Die Götter fallen.
Ein Unschuldiger wird auserwählt.
Und ein neuer Held wird geboren.
Melanie ist eine junge, durchschnittliche Schülerin, die auf keinen Fall aus der Masse ihrer Mitschüler hervorstechen will. Schließlich hat sie früh gelernt, dass man, wenn man auffällt, entweder umschwärmt wird oder eine Niete ist.
Seit dem Tod ihrer Mutter kümmert sie sich aufopfernd um ihren diabetischen Vater und ihren jüngeren Bruder. Sie ist weder besonders hübsch, noch überdurchschnittlich intelligent oder beeindruckend sportlich. Es scheint daher Ironie des Schicksals, dass ausgerechnet sie eines Nachts auf dem Weg nach Hause zur Trägerin der geheimnisvollen Macht “Wraithborn” wird. Dadurch erhölt sie die unglaubliche Kraft, Dämonen und andere anderweltliche Gestalten wahrzunehmen – und sich ihnen in den Weg zu stellen.
Bis Melanie ihr Schicksal jedoch erkennt, geschweige denn annehmen kann, ist es noch ein langer Weg. Erst durch die Hilfe der quirrligen Zoe und deren Großmutter – einer Voodoomagierin – lernt sie, sich den Gefahren zu stellen, die sich über ihr zusammenbrauen: Denn eine dunkle Göttin ist wieder auferstanden. Sie will eine Bresche in die Welt schlagen, um dem Feenvolk und der Magie, vor langer Zeit in eine andere Dimension gebannt, einen Weg zurück in unsere Realität zu ebnen.
Die Mini-Serie “Wraithborn” liest sich wie eine Mischung aus “Witchblade” und “Buffy the Vampire Slayer”: Die Zeichnungen erinnern an die kurvenreichen Bilder von Michael Turner, die Hintergrundgeschichte an einen Hybrid aus der Kult-TV-Serie um die kalifornische Vampir-Jägerin und dem Schicksal einer Witchblade-Trägerin.
Trotzdem besticht der Kosmos von “Wraithborn” durch Originalität. Sowohl die Rahmenhandlung als auch die Figuren wirken rund und mehrdimensional.
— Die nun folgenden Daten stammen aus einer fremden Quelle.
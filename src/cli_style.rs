use clap::builder::styling::{AnsiColor, Color, Style};
use clap::builder::Styles;
use crossterm::style::{Attribute, Color as CtColor, Stylize};
use std::io::{self, Write};
use unicode_width::UnicodeWidthStr;

use waste_console::api::{BinRecord, UserRecord};
use waste_console::bin_status::{BinState, FillIndicator, LidState};
use waste_console::forms::FieldErrors;
use waste_console::notifications::{Notification, NotificationLevel};
use waste_console::session::Menu;

// ═══════════════════════════════════════════════════════════════════════════════
// Clap Styles
// ═══════════════════════════════════════════════════════════════════════════════

pub fn get_styles() -> Styles {
    let bold = |color| Style::new().bold().fg_color(Some(Color::Ansi(color)));
    Styles::styled()
        .usage(bold(AnsiColor::Green).underline())
        .header(bold(AnsiColor::Green).underline())
        .literal(bold(AnsiColor::Cyan))
        .invalid(bold(AnsiColor::Red))
        .error(bold(AnsiColor::Red))
        .valid(bold(AnsiColor::Cyan))
        .placeholder(Style::new().fg_color(Some(Color::Ansi(AnsiColor::BrightBlack))))
}

// ═══════════════════════════════════════════════════════════════════════════════
// Color Palette
// ═══════════════════════════════════════════════════════════════════════════════

pub mod colors {
    use crossterm::style::Color;

    pub const TEAL: Color = Color::Rgb {
        r: 0,
        g: 168,
        b: 150,
    };
    pub const LEAF: Color = Color::Rgb {
        r: 76,
        g: 200,
        b: 80,
    };
    pub const AMBER: Color = Color::Rgb {
        r: 255,
        g: 193,
        b: 7,
    };
    pub const RED: Color = Color::Rgb {
        r: 239,
        g: 83,
        b: 80,
    };
    pub const SKY: Color = Color::Rgb {
        r: 100,
        g: 181,
        b: 246,
    };
    pub const DIM: Color = Color::Rgb {
        r: 128,
        g: 128,
        b: 128,
    };
    pub const WHITE: Color = Color::Rgb {
        r: 255,
        g: 255,
        b: 255,
    };
}

// ═══════════════════════════════════════════════════════════════════════════════
// Box Drawing Characters
// ═══════════════════════════════════════════════════════════════════════════════

pub mod box_chars {
    pub const DOUBLE_TOP_LEFT: &str = "╔";
    pub const DOUBLE_TOP_RIGHT: &str = "╗";
    pub const DOUBLE_BOTTOM_LEFT: &str = "╚";
    pub const DOUBLE_BOTTOM_RIGHT: &str = "╝";
    pub const DOUBLE_HORIZONTAL: &str = "═";
    pub const DOUBLE_VERTICAL: &str = "║";

    pub const HORIZONTAL: &str = "─";
    pub const VERTICAL: &str = "│";
    pub const ROUND_TOP_LEFT: &str = "╭";
    pub const ROUND_TOP_RIGHT: &str = "╮";
    pub const ROUND_BOTTOM_LEFT: &str = "╰";
    pub const ROUND_BOTTOM_RIGHT: &str = "╯";
    pub const T_LEFT: &str = "├";
    pub const T_RIGHT: &str = "┤";
    pub const T_TOP: &str = "┬";
    pub const T_BOTTOM: &str = "┴";
    pub const CROSS: &str = "┼";

    pub const ARROW_RIGHT: &str = "▶";
    pub const BULLET: &str = "●";
    pub const BULLET_EMPTY: &str = "○";
    pub const DIAMOND: &str = "◆";
    pub const CHECK: &str = "✓";
    pub const CROSS_MARK: &str = "✗";
    pub const BAR_FULL: &str = "█";
    pub const BAR_EMPTY: &str = "░";
}

// ═══════════════════════════════════════════════════════════════════════════════
// Status Indicators
// ═══════════════════════════════════════════════════════════════════════════════

pub fn print_success(message: &str) {
    println!(
        " {} {}",
        box_chars::CHECK.with(colors::LEAF).bold(),
        message.with(colors::LEAF)
    );
}

pub fn print_error(message: &str) {
    println!(
        " {} {}",
        box_chars::CROSS_MARK.with(colors::RED).bold(),
        message.with(colors::RED)
    );
}

pub fn print_warning(message: &str) {
    println!(
        " {} {}",
        "⚠".with(colors::AMBER).bold(),
        message.with(colors::AMBER)
    );
}

pub fn print_info(message: &str) {
    println!(
        " {} {}",
        "ℹ".with(colors::SKY).bold(),
        message.with(colors::SKY)
    );
}

pub fn print_notifications(notifications: &[Notification]) {
    for notification in notifications {
        match notification.level {
            NotificationLevel::Success => print_success(&notification.text),
            NotificationLevel::Error => print_error(&notification.text),
        }
    }
}

pub fn print_field_errors(errors: &FieldErrors) {
    for error in errors.iter() {
        println!(
            "   {} {} {}*",
            box_chars::BULLET.with(colors::RED),
            format!("{}:", error.field).with(colors::DIM),
            error.message.as_str().with(colors::RED)
        );
    }
}

// ═══════════════════════════════════════════════════════════════════════════════
// Sections
// ═══════════════════════════════════════════════════════════════════════════════

const SECTION_WIDTH: usize = 60;

pub fn print_section_header(title: &str) {
    let title_len = title.width();
    let left = SECTION_WIDTH.saturating_sub(title_len + 4) / 2;
    let right = SECTION_WIDTH.saturating_sub(title_len + 4 + left);

    println!();
    println!(
        "{}{} {} {}{}",
        box_chars::ROUND_TOP_LEFT.with(colors::TEAL),
        box_chars::HORIZONTAL.repeat(left).with(colors::TEAL),
        title.with(colors::TEAL).bold().attribute(Attribute::Italic),
        box_chars::HORIZONTAL.repeat(right).with(colors::TEAL),
        box_chars::ROUND_TOP_RIGHT.with(colors::TEAL)
    );
}

pub fn print_section_footer() {
    println!(
        "{}{}{}",
        box_chars::ROUND_BOTTOM_LEFT.with(colors::TEAL),
        box_chars::HORIZONTAL.repeat(SECTION_WIDTH).with(colors::TEAL),
        box_chars::ROUND_BOTTOM_RIGHT.with(colors::TEAL)
    );
    println!();
}

pub fn print_key_value(key: &str, value: &str) {
    println!(
        "  {} {} {}",
        box_chars::BULLET.with(colors::TEAL),
        format!("{}:", key).with(colors::DIM),
        value.with(colors::WHITE)
    );
}

pub fn print_empty_list(message: &str) {
    println!(
        "  {} {}",
        box_chars::BULLET_EMPTY.with(colors::DIM),
        message.with(colors::DIM).attribute(Attribute::Italic)
    );
}

// ═══════════════════════════════════════════════════════════════════════════════
// Menubar
// ═══════════════════════════════════════════════════════════════════════════════

pub fn print_menu(menu: &Menu) {
    print_section_header(menu.title);
    if menu.caption.is_empty() {
        print_empty_list("not logged in");
    } else {
        println!(
            "  {} {}",
            box_chars::DIAMOND.with(colors::AMBER),
            capitalize(&menu.caption).with(colors::WHITE).bold()
        );
    }
    for link in &menu.links {
        println!(
            "      {}  {} {}",
            box_chars::ARROW_RIGHT.with(colors::TEAL),
            link.label.with(colors::LEAF).bold(),
            link.route.path().with(colors::DIM)
        );
    }
    if !menu.caption.is_empty() {
        println!(
            "      {}  {}",
            box_chars::ARROW_RIGHT.with(colors::RED),
            "Logout".with(colors::RED).bold()
        );
    }
    print_section_footer();
}

fn capitalize(text: &str) -> String {
    let mut chars = text.chars();
    match chars.next() {
        Some(first) => first.to_uppercase().chain(chars).collect(),
        None => String::new(),
    }
}

// ═══════════════════════════════════════════════════════════════════════════════
// Table Display
// ═══════════════════════════════════════════════════════════════════════════════

pub struct TableBuilder {
    headers: Vec<String>,
    rows: Vec<Vec<String>>,
    widths: Vec<usize>,
}

impl TableBuilder {
    pub fn new(headers: &[&str]) -> Self {
        Self {
            headers: headers.iter().map(|h| h.to_string()).collect(),
            rows: Vec::new(),
            widths: headers.iter().map(|h| h.width()).collect(),
        }
    }

    pub fn add_row(&mut self, row: Vec<String>) {
        for (width, cell) in self.widths.iter_mut().zip(&row) {
            *width = (*width).max(cell.width());
        }
        self.rows.push(row);
    }

    fn border(&self, left: &str, junction: &str, right: &str) {
        let segments: Vec<String> = self
            .widths
            .iter()
            .map(|w| box_chars::HORIZONTAL.repeat(w + 2))
            .collect();
        println!(
            "{}",
            format!("{}{}{}", left, segments.join(junction), right).with(colors::TEAL)
        );
    }

    fn line(&self, cells: &[String], color: CtColor, bold: bool) {
        print!("{}", box_chars::VERTICAL.with(colors::TEAL));
        for (i, width) in self.widths.iter().enumerate() {
            let cell = cells.get(i).map(String::as_str).unwrap_or("");
            let padded = format!(" {}{} ", cell, " ".repeat(width.saturating_sub(cell.width())));
            if bold {
                print!("{}", padded.with(color).bold());
            } else {
                print!("{}", padded.with(color));
            }
            print!("{}", box_chars::VERTICAL.with(colors::TEAL));
        }
        println!();
    }

    pub fn print(&self) {
        self.border(
            box_chars::ROUND_TOP_LEFT,
            box_chars::T_TOP,
            box_chars::ROUND_TOP_RIGHT,
        );
        self.line(&self.headers, colors::TEAL, true);
        self.border(box_chars::T_LEFT, box_chars::CROSS, box_chars::T_RIGHT);
        for row in &self.rows {
            self.line(row, colors::WHITE, false);
        }
        self.border(
            box_chars::ROUND_BOTTOM_LEFT,
            box_chars::T_BOTTOM,
            box_chars::ROUND_BOTTOM_RIGHT,
        );
    }
}

pub fn print_users(users: &[UserRecord]) {
    if users.is_empty() {
        print_empty_list("no users");
        return;
    }
    let mut table = TableBuilder::new(&["#", "Id", "Role", "First Name", "Last Name", "Email", "Batch"]);
    for (i, user) in users.iter().enumerate() {
        table.add_row(vec![
            (i + 1).to_string(),
            user.id.clone(),
            capitalize(user.role.as_str()),
            capitalize(&user.first_name),
            capitalize(&user.last_name),
            user.email.clone(),
            user.batch.clone(),
        ]);
    }
    table.print();
}

// ═══════════════════════════════════════════════════════════════════════════════
// Bin Cards
// ═══════════════════════════════════════════════════════════════════════════════

fn indicator_color(indicator: Option<FillIndicator>) -> CtColor {
    match indicator {
        Some(FillIndicator::Green) => colors::LEAF,
        Some(FillIndicator::Yellow) => colors::AMBER,
        Some(FillIndicator::Red) => colors::RED,
        None => colors::DIM,
    }
}

fn fill_bar(percentage: Option<f64>, width: usize) -> String {
    let filled = percentage
        .map(|p| ((p.clamp(0.0, 100.0) / 100.0) * width as f64).round() as usize)
        .unwrap_or(0);
    format!(
        "{}{}",
        box_chars::BAR_FULL.repeat(filled),
        box_chars::BAR_EMPTY.repeat(width - filled)
    )
}

fn reading(value: Option<f64>, unit: &str) -> String {
    match value {
        Some(v) => format!("{}{}", v, unit),
        None => "-".to_string(),
    }
}

pub fn print_bin_card(record: &BinRecord, state: &BinState) {
    let color = indicator_color(state.color_indicator);
    let lid = match state.lid_state {
        LidState::Opened => state.lid_state.as_str().with(colors::AMBER).bold(),
        LidState::Closed => state.lid_state.as_str().with(colors::WHITE),
    };

    println!(
        "  {} {} {}",
        box_chars::BULLET.with(color),
        record.bin_name.as_str().with(colors::WHITE).bold(),
        format!(
            "({}, {} / {})",
            record.bin_location,
            record.bin_color,
            record.bin_color.waste_category()
        )
        .with(colors::DIM)
    );
    println!("      {} {}", "id:".with(colors::DIM), record.id.as_str().with(colors::DIM));
    println!("      {} {}", "Lid:".with(colors::DIM), lid);
    println!(
        "      {} {}",
        "Height:".with(colors::DIM),
        reading(state.height, " cm").with(colors::WHITE)
    );
    println!(
        "      {} {} {}",
        "Percentage:".with(colors::DIM),
        fill_bar(state.percentage, 20).with(color),
        reading(state.percentage, "%").with(color).bold()
    );
    if let Some(anomaly) = state.anomaly {
        println!(
            "      {} {}",
            "⚠".with(colors::AMBER),
            anomaly.to_string().with(colors::AMBER)
        );
    }
}

// ═══════════════════════════════════════════════════════════════════════════════
// Prompt
// ═══════════════════════════════════════════════════════════════════════════════

pub fn get_prompt(path: &str) -> String {
    format!(
        "{} {} ",
        format!("[{}]", path).with(colors::DIM),
        "❯".with(colors::TEAL).bold()
    )
}

// ═══════════════════════════════════════════════════════════════════════════════
// Welcome
// ═══════════════════════════════════════════════════════════════════════════════

pub fn print_welcome(lines: &[(&str, String)]) {
    let box_width: usize = 64;
    let row = |content: String, visible: usize| {
        println!(
            "  {}{}{}{}",
            box_chars::DOUBLE_VERTICAL.with(colors::TEAL),
            content,
            " ".repeat(box_width.saturating_sub(visible)),
            box_chars::DOUBLE_VERTICAL.with(colors::TEAL)
        );
    };

    println!();
    println!(
        "  {}{}{}",
        box_chars::DOUBLE_TOP_LEFT.with(colors::TEAL),
        box_chars::DOUBLE_HORIZONTAL.repeat(box_width).with(colors::TEAL),
        box_chars::DOUBLE_TOP_RIGHT.with(colors::TEAL)
    );

    let title = format!("  Waste Management System  v{}", env!("CARGO_PKG_VERSION"));
    let visible = title.width();
    row(title.with(colors::LEAF).bold().to_string(), visible);
    row(String::new(), 0);

    for (key, value) in lines {
        let visible = key.width() + 1 + 1 + value.width() + 2;
        row(
            format!("  {} {}", format!("{}:", key).with(colors::DIM), value),
            visible,
        );
    }

    row(String::new(), 0);
    let help = "  Type 'help' for available commands";
    row(help.with(colors::DIM).to_string(), help.width());

    println!(
        "  {}{}{}",
        box_chars::DOUBLE_BOTTOM_LEFT.with(colors::TEAL),
        box_chars::DOUBLE_HORIZONTAL.repeat(box_width).with(colors::TEAL),
        box_chars::DOUBLE_BOTTOM_RIGHT.with(colors::TEAL)
    );
    println!();
}

// ═══════════════════════════════════════════════════════════════════════════════
// Help
// ═══════════════════════════════════════════════════════════════════════════════

pub struct CommandHelp {
    pub name: &'static str,
    pub args: &'static str,
    pub description: &'static str,
}

pub fn print_help(groups: &[(&str, &[CommandHelp])]) {
    print_section_header("Available Commands");
    let palette = [colors::TEAL, colors::LEAF, colors::AMBER, colors::SKY];
    for (i, (title, commands)) in groups.iter().enumerate() {
        let color = palette[i % palette.len()];
        println!(
            "  {} {}",
            box_chars::DIAMOND.with(color),
            title.with(color).bold()
        );
        for cmd in commands.iter() {
            println!(
                "      {} {}  {}",
                cmd.name.with(colors::LEAF).bold(),
                cmd.args.with(colors::DIM),
                cmd.description.with(colors::WHITE)
            );
        }
        println!();
    }
    print_section_footer();
}

pub fn print_goodbye() {
    println!();
    println!("  {}", "Goodbye!".with(colors::TEAL).bold());
    println!();
}

pub fn flush() {
    let _ = io::stdout().flush();
}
Der Erzählfaden um die die zurückgekehrte Voodoo-Göttin und die Mythologie der Comicserie selbst erweisen sich als eigenständig und nicht als Abziehbilder berühmter Vorlagen. Ganz im Gegenteil: Hat man bei Serien wie “Witchblade” nicht selten das Gefühl, dass die Handlung zu Gunsten der Zeichnungen vollbusiger Frauen in den Hintergrund tritt, bedienen die Macher, die hier zu Werke gehen, dieses Klischee nicht ganz so stark. Zwar stolzieren auch hier langbeinige Grazien durch die Gegend und der Leser bekommt viel nackte Haut zu Gesicht – dadurch verliert er aber nie die Erzählung aus den Augen.
Vom Look her spricht Zeichner Joe Benitez übrigens vor allem die Goth-Szene an, was sehr gut zum Inhalt passt. Insofern ist das Gesamtergebnis nicht nur bemerkenswert unterhaltsam, es ist auch wirklich bedauerlich, dass es sich bei “Wraithborn” nur um eine Mini-Serie handelt. Die Geschichte darf zwar als relativ abgeschlossen bezeichnet werden, wirkt jedoch alles in allem eher wie die Pilotfolge einer Mystery-Serie. Nebenfiguren wie Zoe, ihre Großmutter oder Kiara, eine schlagkräftige Kämpfernatur, bieten noch viel Potential und als Leser würde man gern noch mehr über sie erfahren.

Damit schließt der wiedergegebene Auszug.